Keep each line of the material that includes "const", and leave out the rest.

⟨

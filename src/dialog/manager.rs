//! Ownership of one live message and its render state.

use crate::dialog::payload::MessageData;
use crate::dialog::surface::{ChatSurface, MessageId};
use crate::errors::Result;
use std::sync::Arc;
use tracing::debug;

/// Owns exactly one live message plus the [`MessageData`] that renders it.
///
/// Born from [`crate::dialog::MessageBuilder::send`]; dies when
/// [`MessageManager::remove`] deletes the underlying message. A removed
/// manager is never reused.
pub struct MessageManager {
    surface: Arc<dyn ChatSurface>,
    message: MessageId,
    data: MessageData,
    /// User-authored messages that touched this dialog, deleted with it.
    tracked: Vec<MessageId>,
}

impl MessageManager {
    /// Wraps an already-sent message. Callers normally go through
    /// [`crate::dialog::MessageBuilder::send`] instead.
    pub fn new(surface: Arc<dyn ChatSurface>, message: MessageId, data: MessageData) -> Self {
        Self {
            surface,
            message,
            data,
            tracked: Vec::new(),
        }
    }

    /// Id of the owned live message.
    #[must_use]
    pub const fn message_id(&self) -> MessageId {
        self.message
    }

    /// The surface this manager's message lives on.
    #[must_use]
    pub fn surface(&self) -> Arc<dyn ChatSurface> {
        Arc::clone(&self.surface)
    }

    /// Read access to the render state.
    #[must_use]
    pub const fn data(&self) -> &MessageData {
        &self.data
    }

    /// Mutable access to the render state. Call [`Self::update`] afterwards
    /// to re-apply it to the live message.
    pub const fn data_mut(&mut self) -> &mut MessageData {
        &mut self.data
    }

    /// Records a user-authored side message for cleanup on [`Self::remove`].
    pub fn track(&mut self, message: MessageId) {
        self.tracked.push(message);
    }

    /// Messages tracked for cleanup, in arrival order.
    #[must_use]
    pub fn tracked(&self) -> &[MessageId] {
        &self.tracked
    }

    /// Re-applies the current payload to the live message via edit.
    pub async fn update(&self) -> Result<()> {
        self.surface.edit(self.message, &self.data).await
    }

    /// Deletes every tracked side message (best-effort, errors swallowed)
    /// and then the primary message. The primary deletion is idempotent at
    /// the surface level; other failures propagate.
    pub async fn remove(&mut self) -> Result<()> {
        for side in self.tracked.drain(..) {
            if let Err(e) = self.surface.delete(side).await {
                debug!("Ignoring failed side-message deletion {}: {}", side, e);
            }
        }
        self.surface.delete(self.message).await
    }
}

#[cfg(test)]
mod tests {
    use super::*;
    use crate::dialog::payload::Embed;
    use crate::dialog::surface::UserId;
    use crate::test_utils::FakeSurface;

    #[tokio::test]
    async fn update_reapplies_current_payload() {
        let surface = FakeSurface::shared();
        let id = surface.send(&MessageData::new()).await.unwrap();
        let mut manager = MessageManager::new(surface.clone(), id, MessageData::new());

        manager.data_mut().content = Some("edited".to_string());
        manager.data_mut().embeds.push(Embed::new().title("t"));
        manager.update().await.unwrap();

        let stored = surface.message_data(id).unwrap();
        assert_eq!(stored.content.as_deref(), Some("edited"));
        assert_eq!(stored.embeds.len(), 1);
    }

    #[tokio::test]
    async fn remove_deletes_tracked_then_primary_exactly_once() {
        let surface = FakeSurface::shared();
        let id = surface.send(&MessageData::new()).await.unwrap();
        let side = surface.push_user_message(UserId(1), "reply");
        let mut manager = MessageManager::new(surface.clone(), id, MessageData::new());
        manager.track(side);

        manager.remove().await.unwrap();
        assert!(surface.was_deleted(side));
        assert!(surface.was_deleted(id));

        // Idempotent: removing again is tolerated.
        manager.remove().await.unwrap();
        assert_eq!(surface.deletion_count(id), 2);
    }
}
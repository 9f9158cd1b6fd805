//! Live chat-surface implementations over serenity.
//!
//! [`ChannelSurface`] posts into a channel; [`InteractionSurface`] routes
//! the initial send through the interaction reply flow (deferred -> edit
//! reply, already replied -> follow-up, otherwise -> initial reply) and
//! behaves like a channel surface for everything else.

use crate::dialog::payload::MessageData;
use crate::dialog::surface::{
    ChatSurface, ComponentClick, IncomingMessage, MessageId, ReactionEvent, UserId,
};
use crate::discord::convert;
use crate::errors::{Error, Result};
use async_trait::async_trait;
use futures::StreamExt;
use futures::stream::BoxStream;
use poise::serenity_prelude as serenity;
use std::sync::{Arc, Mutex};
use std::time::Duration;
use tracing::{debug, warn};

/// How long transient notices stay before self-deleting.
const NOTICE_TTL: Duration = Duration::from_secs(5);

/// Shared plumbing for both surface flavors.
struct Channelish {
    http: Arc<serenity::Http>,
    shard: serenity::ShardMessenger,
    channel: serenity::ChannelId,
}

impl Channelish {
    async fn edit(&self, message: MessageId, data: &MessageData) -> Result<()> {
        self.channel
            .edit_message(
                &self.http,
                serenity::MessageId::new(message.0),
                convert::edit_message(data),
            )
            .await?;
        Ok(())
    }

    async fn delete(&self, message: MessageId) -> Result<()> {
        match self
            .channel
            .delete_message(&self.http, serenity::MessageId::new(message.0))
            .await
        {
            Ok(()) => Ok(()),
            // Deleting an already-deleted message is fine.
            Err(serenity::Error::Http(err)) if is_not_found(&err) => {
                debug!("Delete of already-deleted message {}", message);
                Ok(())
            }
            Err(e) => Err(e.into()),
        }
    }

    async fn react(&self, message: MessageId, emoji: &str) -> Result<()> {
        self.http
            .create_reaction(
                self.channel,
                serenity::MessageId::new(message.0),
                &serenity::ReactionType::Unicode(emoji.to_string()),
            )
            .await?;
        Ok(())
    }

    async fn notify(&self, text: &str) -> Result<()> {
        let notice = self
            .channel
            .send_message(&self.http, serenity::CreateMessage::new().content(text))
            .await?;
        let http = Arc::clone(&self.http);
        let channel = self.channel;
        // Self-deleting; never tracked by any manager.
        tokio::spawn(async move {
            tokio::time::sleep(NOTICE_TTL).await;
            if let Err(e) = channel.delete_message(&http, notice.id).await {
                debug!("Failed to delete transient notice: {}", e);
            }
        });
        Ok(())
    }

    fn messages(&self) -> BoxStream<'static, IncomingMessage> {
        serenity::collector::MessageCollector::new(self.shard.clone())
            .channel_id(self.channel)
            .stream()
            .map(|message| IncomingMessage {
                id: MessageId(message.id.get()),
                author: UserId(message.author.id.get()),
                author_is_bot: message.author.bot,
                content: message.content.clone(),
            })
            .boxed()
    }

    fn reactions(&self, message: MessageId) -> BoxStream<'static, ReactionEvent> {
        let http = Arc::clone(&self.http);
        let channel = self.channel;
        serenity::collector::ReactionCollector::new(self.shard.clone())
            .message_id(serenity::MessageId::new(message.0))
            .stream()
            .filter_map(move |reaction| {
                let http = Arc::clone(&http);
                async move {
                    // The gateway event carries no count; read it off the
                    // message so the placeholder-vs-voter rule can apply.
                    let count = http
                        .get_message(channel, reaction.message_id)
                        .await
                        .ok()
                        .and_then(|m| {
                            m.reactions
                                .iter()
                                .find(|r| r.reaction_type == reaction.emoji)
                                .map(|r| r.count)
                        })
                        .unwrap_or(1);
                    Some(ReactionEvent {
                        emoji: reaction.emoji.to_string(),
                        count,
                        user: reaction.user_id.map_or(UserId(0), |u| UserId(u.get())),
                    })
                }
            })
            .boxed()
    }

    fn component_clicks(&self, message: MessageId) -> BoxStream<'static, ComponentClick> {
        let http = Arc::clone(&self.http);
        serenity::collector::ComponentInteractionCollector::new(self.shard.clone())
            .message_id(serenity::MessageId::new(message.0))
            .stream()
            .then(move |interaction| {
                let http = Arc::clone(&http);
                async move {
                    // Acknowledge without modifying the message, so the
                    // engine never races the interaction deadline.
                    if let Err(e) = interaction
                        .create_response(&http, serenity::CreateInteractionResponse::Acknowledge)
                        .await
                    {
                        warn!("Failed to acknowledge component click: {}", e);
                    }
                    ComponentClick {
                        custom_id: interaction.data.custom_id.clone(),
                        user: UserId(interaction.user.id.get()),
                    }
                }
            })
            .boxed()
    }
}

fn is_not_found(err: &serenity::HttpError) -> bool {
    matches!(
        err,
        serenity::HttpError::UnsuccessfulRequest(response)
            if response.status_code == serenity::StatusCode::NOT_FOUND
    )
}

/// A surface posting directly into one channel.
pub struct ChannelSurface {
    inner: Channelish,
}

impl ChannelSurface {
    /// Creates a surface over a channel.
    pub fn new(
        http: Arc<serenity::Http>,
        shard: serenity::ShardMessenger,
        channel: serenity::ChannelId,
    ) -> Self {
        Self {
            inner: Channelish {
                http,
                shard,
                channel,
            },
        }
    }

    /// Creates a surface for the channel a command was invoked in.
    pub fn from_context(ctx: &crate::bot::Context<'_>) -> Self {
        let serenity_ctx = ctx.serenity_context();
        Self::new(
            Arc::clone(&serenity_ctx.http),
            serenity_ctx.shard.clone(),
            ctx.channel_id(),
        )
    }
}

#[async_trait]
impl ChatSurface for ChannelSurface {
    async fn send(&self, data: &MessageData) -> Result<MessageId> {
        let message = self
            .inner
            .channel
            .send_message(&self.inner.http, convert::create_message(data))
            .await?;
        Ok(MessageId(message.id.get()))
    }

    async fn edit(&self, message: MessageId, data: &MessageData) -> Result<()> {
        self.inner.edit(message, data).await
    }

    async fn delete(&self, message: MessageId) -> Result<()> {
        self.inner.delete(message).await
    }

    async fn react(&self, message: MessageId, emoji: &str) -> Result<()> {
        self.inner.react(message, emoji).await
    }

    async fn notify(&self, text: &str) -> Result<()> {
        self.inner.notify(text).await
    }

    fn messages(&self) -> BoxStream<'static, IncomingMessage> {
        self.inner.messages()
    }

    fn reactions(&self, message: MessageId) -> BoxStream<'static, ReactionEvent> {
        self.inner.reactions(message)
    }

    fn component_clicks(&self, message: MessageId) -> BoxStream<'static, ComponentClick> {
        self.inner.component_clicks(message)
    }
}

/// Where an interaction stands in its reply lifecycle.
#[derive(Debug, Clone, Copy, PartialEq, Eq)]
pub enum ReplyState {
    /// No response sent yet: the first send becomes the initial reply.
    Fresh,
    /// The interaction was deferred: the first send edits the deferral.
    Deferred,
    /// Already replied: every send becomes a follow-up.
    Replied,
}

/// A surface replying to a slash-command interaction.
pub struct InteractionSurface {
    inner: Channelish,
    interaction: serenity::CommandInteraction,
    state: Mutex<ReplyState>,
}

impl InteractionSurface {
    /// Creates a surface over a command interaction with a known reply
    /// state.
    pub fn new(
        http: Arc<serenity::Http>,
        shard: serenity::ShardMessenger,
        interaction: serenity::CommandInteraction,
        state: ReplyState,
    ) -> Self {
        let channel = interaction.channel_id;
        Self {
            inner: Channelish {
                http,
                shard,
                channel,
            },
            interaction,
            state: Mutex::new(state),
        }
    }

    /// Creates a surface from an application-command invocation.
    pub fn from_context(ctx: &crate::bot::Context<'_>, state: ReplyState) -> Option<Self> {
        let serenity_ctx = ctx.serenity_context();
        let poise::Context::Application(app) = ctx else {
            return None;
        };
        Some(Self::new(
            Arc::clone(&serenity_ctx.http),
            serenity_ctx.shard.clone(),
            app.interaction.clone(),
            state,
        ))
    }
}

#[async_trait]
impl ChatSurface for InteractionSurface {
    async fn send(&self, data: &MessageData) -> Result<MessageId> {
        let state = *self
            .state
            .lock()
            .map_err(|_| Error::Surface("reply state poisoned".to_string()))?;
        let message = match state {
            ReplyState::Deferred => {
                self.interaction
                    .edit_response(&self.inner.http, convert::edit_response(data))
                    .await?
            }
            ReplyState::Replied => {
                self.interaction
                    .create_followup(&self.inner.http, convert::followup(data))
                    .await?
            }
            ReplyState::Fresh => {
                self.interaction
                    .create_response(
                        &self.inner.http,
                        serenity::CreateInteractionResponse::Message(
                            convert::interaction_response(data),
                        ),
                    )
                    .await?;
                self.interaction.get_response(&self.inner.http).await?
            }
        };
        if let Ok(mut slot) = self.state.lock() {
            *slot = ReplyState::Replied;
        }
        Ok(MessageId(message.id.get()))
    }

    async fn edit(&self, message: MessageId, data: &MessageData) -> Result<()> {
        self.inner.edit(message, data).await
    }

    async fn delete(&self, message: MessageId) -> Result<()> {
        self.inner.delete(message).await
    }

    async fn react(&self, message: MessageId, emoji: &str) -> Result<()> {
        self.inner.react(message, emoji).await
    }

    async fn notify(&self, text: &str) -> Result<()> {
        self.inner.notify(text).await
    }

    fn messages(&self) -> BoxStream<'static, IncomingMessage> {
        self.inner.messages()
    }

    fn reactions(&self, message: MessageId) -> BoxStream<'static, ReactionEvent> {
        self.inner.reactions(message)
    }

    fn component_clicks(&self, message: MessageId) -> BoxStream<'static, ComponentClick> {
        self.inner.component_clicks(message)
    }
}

⟩

§ Answer to this task
    pub const fn message_id(&self) -> MessageId {
    pub const fn data(&self) -> &MessageData {
    pub const fn data_mut(&mut self) -> &mut MessageData {
const NOTICE_TTL: Duration = Duration::from_secs(5);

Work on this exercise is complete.